The Royal Air Force Theatrical Association is an association and registered charity which links theatre clubs at RAF stations around the world and provides information, training, adjudication and advice. RAFTA undertakes a bi-annual project to put on a large show at a professional theatre using resources from all affiliated clubs. There is an annual One-Act Play Festival (National Drama Festivals Association affiliated), play writing competition and play competition.

== History ==
The Royal Air Force Theatrical Association (RAFTA) was founded in 1974 and became a registered charity in 2011.
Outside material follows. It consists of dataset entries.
//! Color parsing, color space conversion and interpolation
//!
//! Colors enter as CSS strings (`#rrggbb`, `rgb(r, g, b)` or
//! `rgba(r, g, b, a)`) and are resolved once into an RGB triple. Anything
//! else (CSS variables, named colors) is kept verbatim and passed through.
//! The sRGB/CIE constants below are the published D65 values.

use serde::{Deserialize, Serialize};
use std::fmt;

/// Default gamma for gamma-space interpolation
pub const DEFAULT_GAMMA: f64 = 2.2;

// sRGB -> XYZ (D65)
const RGB_TO_XYZ: [[f64; 3]; 3] = [
    [0.4124564, 0.3575761, 0.1804375],
    [0.2126729, 0.7151522, 0.0721750],
    [0.0193339, 0.1191920, 0.9503041],
];

// XYZ -> sRGB (D65)
const XYZ_TO_RGB: [[f64; 3]; 3] = [
    [3.2404542, -1.5371385, -0.4985314],
    [-0.9692660, 1.8760108, 0.0415560],
    [0.0556434, -0.2040259, 1.0572252],
];

/// D65 reference white
const WHITE_POINT: [f64; 3] = [0.95047, 1.0, 1.08883];

const LAB_EPSILON: f64 = 0.008856;
const LAB_KAPPA: f64 = 7.787;
const LAB_OFFSET: f64 = 16.0 / 116.0;

/// 8-bit RGB triple
#[derive(Debug, Clone, Copy, PartialEq, Eq, Hash, Serialize, Deserialize)]
pub struct Rgb {
    pub r: u8,
    pub g: u8,
    pub b: u8,
}

impl Rgb {
    pub const fn new(r: u8, g: u8, b: u8) -> Self {
        Self { r, g, b }
    }

    fn channels(self) -> [f64; 3] {
        [self.r as f64, self.g as f64, self.b as f64]
    }

    fn from_channels(c: [f64; 3]) -> Self {
        Self {
            r: to_channel(c[0]),
            g: to_channel(c[1]),
            b: to_channel(c[2]),
        }
    }

    /// Perceptual luminance in [0, 1]
    pub fn luminance(self) -> f64 {
        (0.299 * self.r as f64 + 0.587 * self.g as f64 + 0.114 * self.b as f64) / 255.0
    }

    pub fn to_hex(self) -> String {
        format!("#{:02x}{:02x}{:02x}", self.r, self.g, self.b)
    }
}

fn to_channel(v: f64) -> u8 {
    v.round().clamp(0.0, 255.0) as u8
}

fn lerp(a: f64, b: f64, t: f64) -> f64 {
    a + (b - a) * t
}

/// A color as written in configuration
#[derive(Debug, Clone, PartialEq, Serialize, Deserialize)]
#[serde(from = "String", into = "String")]
pub enum ColorSpec {
    Hex(Rgb),
    Rgb(Rgb),
    /// Alpha is carried for display but ignored by color math
    Rgba(Rgb, f64),
    /// Not parseable as RGB; passed through untouched
    Raw(String),
}

impl ColorSpec {
    pub fn parse(s: &str) -> Self {
        let trimmed = s.trim();

        if let Some(body) = trimmed
            .strip_prefix("rgba(")
            .and_then(|b| b.strip_suffix(')'))
        {
            if let Some((rgb, alpha)) = parse_channels(body) {
                return ColorSpec::Rgba(rgb, alpha.unwrap_or(1.0));
            }
        } else if let Some(body) = trimmed
            .strip_prefix("rgb(")
            .and_then(|b| b.strip_suffix(')'))
        {
            if let Some((rgb, None)) = parse_channels(body) {
                return ColorSpec::Rgb(rgb);
            }
        } else {
            let hex = trimmed.strip_prefix('#').unwrap_or(trimmed);
            if let Some(rgb) = parse_hex(hex) {
                return ColorSpec::Hex(rgb);
            }
        }

        ColorSpec::Raw(s.to_string())
    }

    /// The resolved RGB triple, if the color was parseable
    pub fn rgb(&self) -> Option<Rgb> {
        match self {
            ColorSpec::Hex(rgb) | ColorSpec::Rgb(rgb) | ColorSpec::Rgba(rgb, _) => Some(*rgb),
            ColorSpec::Raw(_) => None,
        }
    }
}

fn parse_channels(body: &str) -> Option<(Rgb, Option<f64>)> {
    let mut parts = body.split(',').map(str::trim);
    let r = parts.next()?.parse().ok()?;
    let g = parts.next()?.parse().ok()?;
    let b = parts.next()?.parse().ok()?;
    let alpha = match parts.next() {
        Some(a) => Some(a.parse::<f64>().ok()?),
        None => None,
    };
    if parts.next().is_some() {
        return None;
    }
    Some((Rgb::new(r, g, b), alpha))
}

fn parse_hex(hex: &str) -> Option<Rgb> {
    if hex.len() != 6 || !hex.chars().all(|c| c.is_ascii_hexdigit()) {
        return None;
    }
    let channel = |i: usize| u8::from_str_radix(&hex[i..i + 2], 16).ok();
    Some(Rgb::new(channel(0)?, channel(2)?, channel(4)?))
}

impl fmt::Display for ColorSpec {
    fn fmt(&self, f: &mut fmt::Formatter<'_>) -> fmt::Result {
        match self {
            ColorSpec::Hex(rgb) => f.write_str(&rgb.to_hex()),
            ColorSpec::Rgb(c) => write!(f, "rgb({}, {}, {})", c.r, c.g, c.b),
            ColorSpec::Rgba(c, a) => write!(f, "rgba({}, {}, {}, {})", c.r, c.g, c.b, a),
            ColorSpec::Raw(s) => f.write_str(s),
        }
    }
}

impl From<String> for ColorSpec {
    fn from(s: String) -> Self {
        ColorSpec::parse(&s)
    }
}

impl From<&str> for ColorSpec {
    fn from(s: &str) -> Self {
        ColorSpec::parse(s)
    }
}

impl From<ColorSpec> for String {
    fn from(color: ColorSpec) -> Self {
        color.to_string()
    }
}

/// Hex form for color pickers; unparseable colors become white
pub fn rgba_to_hex(color: &ColorSpec) -> String {
    color
        .rgb()
        .map(Rgb::to_hex)
        .unwrap_or_else(|| "#ffffff".to_string())
}

/// Color space used to blend between two thresholds
#[derive(Debug, Clone, Copy, PartialEq, Eq, Hash, Default, Serialize, Deserialize)]
#[serde(rename_all = "lowercase")]
pub enum InterpolationMethod {
    Rgb,
    Gamma,
    #[default]
    Hsl,
    Lab,
}

/// Per-channel linear blend
pub fn interpolate_rgb(from: Rgb, to: Rgb, t: f64) -> Rgb {
    let (a, b) = (from.channels(), to.channels());
    Rgb::from_channels([0, 1, 2].map(|i| lerp(a[i], b[i], t)))
}

/// Blend in linear-light space, then re-encode with the same gamma
pub fn interpolate_gamma(from: Rgb, to: Rgb, t: f64, gamma: f64) -> Rgb {
    let (a, b) = (from.channels(), to.channels());
    Rgb::from_channels([0, 1, 2].map(|i| {
        let linear = (a[i] / 255.0).powf(gamma) * (1.0 - t) + (b[i] / 255.0).powf(gamma) * t;
        linear.powf(1.0 / gamma) * 255.0
    }))
}

/// Hue in degrees, saturation and lightness in [0, 1]
#[derive(Debug, Clone, Copy, PartialEq)]
pub struct Hsl {
    pub h: f64,
    pub s: f64,
    pub l: f64,
}

pub fn rgb_to_hsl(rgb: Rgb) -> Hsl {
    let [r, g, b] = rgb.channels().map(|c| c / 255.0);
    let max = r.max(g).max(b);
    let min = r.min(g).min(b);
    let l = (max + min) / 2.0;

    if max == min {
        return Hsl { h: 0.0, s: 0.0, l };
    }

    let d = max - min;
    let s = if l > 0.5 {
        d / (2.0 - max - min)
    } else {
        d / (max + min)
    };
    let h = if max == r {
        ((g - b) / d + if g < b { 6.0 } else { 0.0 }) * 60.0
    } else if max == g {
        ((b - r) / d + 2.0) * 60.0
    } else {
        ((r - g) / d + 4.0) * 60.0
    };

    Hsl { h, s, l }
}

pub fn hsl_to_rgb(hsl: Hsl) -> Rgb {
    let Hsl { h, s, l } = hsl;
    let c = (1.0 - (2.0 * l - 1.0).abs()) * s;
    let x = c * (1.0 - ((h / 60.0) % 2.0 - 1.0).abs());
    let m = l - c / 2.0;

    let (r, g, b) = if h < 60.0 {
        (c, x, 0.0)
    } else if h < 120.0 {
        (x, c, 0.0)
    } else if h < 180.0 {
        (0.0, c, x)
    } else if h < 240.0 {
        (0.0, x, c)
    } else if h < 300.0 {
        (x, 0.0, c)
    } else {
        (c, 0.0, x)
    };

    Rgb::from_channels([(r + m) * 255.0, (g + m) * 255.0, (b + m) * 255.0])
}

/// Blend two hues along the shorter arc, result in [0, 360)
pub fn lerp_hue(from: f64, to: f64, t: f64) -> f64 {
    let diff = to - from;
    let diff = if diff.abs() > 180.0 {
        if diff > 0.0 {
            diff - 360.0
        } else {
            diff + 360.0
        }
    } else {
        diff
    };

    let mut h = from + diff * t;
    if h < 0.0 {
        h += 360.0;
    }
    if h >= 360.0 {
        h -= 360.0;
    }
    h
}

pub fn interpolate_hsl(from: Rgb, to: Rgb, t: f64) -> Rgb {
    let a = rgb_to_hsl(from);
    let b = rgb_to_hsl(to);

    hsl_to_rgb(Hsl {
        h: lerp_hue(a.h, b.h, t),
        s: lerp(a.s, b.s, t),
        l: lerp(a.l, b.l, t),
    })
}

/// CIE L*a*b* color
#[derive(Debug, Clone, Copy, PartialEq)]
pub struct Lab {
    pub l: f64,
    pub a: f64,
    pub b: f64,
}

fn srgb_decode(c: f64) -> f64 {
    if c > 0.04045 {
        ((c + 0.055) / 1.055).powf(2.4)
    } else {
        c / 12.92
    }
}

fn srgb_encode(c: f64) -> f64 {
    if c > 0.0031308 {
        1.055 * c.powf(1.0 / 2.4) - 0.055
    } else {
        12.92 * c
    }
}

fn lab_forward(t: f64) -> f64 {
    if t > LAB_EPSILON {
        t.cbrt()
    } else {
        LAB_KAPPA * t + LAB_OFFSET
    }
}

fn lab_inverse(f: f64) -> f64 {
    let cubed = f.powi(3);
    if cubed > LAB_EPSILON {
        cubed
    } else {
        (f - LAB_OFFSET) / LAB_KAPPA
    }
}

fn mul(m: &[[f64; 3]; 3], v: [f64; 3]) -> [f64; 3] {
    m.map(|row| row[0] * v[0] + row[1] * v[1] + row[2] * v[2])
}

pub fn rgb_to_lab(rgb: Rgb) -> Lab {
    let linear = rgb.channels().map(|c| srgb_decode(c / 255.0));
    let xyz = mul(&RGB_TO_XYZ, linear);
    let [fx, fy, fz] = [0, 1, 2].map(|i| lab_forward(xyz[i] / WHITE_POINT[i]));

    Lab {
        l: 116.0 * fy - 16.0,
        a: 500.0 * (fx - fy),
        b: 200.0 * (fy - fz),
    }
}

pub fn lab_to_rgb(lab: Lab) -> Rgb {
    let fy = (lab.l + 16.0) / 116.0;
    let fx = lab.a / 500.0 + fy;
    let fz = fy - lab.b / 200.0;

    let f = [fx, fy, fz];
    let xyz = [0, 1, 2].map(|i| lab_inverse(f[i]) * WHITE_POINT[i]);
    let linear = mul(&XYZ_TO_RGB, xyz);

    Rgb::from_channels(linear.map(|c| srgb_encode(c) * 255.0))
}

pub fn interpolate_lab(from: Rgb, to: Rgb, t: f64) -> Rgb {
    let a = rgb_to_lab(from);
    let b = rgb_to_lab(to);

    lab_to_rgb(Lab {
        l: lerp(a.l, b.l, t),
        a: lerp(a.a, b.a, t),
        b: lerp(a.b, b.b, t),
    })
}

/// Blend two resolved colors with the given method
pub fn blend(from: Rgb, to: Rgb, t: f64, method: InterpolationMethod) -> Rgb {
    match method {
        InterpolationMethod::Rgb => interpolate_rgb(from, to, t),
        InterpolationMethod::Gamma => interpolate_gamma(from, to, t, DEFAULT_GAMMA),
        InterpolationMethod::Hsl => interpolate_hsl(from, to, t),
        InterpolationMethod::Lab => interpolate_lab(from, to, t),
    }
}

/// Blend two configured colors.
///
/// Falls back to `from` unchanged when either side is not an RGB color.
pub fn interpolate_color(
    from: &ColorSpec,
    to: &ColorSpec,
    t: f64,
    method: InterpolationMethod,
) -> ColorSpec {
    match (from.rgb(), to.rgb()) {
        (Some(a), Some(b)) => ColorSpec::Rgb(blend(a, b, t, method)),
        _ => from.clone(),
    }
}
All three of the UK Armed Services have a long history that has encouraged theatrical activity, musical revues, concert parties, and the like, as a creative outlet which has led to many service men and women becoming established actors, directors and stage technicians. The formation of ENSA (Entertainments National Service Association) in 1939 solidified the UK forces' commitment to the provision of entertainment of service personnel both in the UK and abroad and the first major wartime Variety Concert was broadcast by the BBC from RAF Hendon in North London on 17 October of that same year.

Within the RAF, the station cinemas would often share facilities with the station theatre clubs to produce plays and concerts. Each station's club would encourage membership from both service personnel and their families and many retired service personnel went on to have theatrical careers.

=== Notable Individuals involved with RAF Theatre Clubs ===
Lord Richard Attenborough CBE

Pam Ayres MBE

Sir Alan Bates CBE

Rodney Bewes

Brian Blessed OBE

Richard Burton CBE

Max Bygraves OBE

Roy Dotrice OBE

Denholm Elliott CBE

Tony Hancock

Sir Rex Harrison

Sir Christopher Lee CBE

Bob Monkhouse OBE

Warren Mitchell

Dudley Sutton

In the 1970s it was decided that the RAF needed an umbrella organisation to co-ordinate the some 50 theatre clubs throughout the service and in 1974 RAFTA was founded by Group Captain Edgar Martyn Allies, Squadron Leader Mike Lambe and Group Captain Peter Gibson MBE.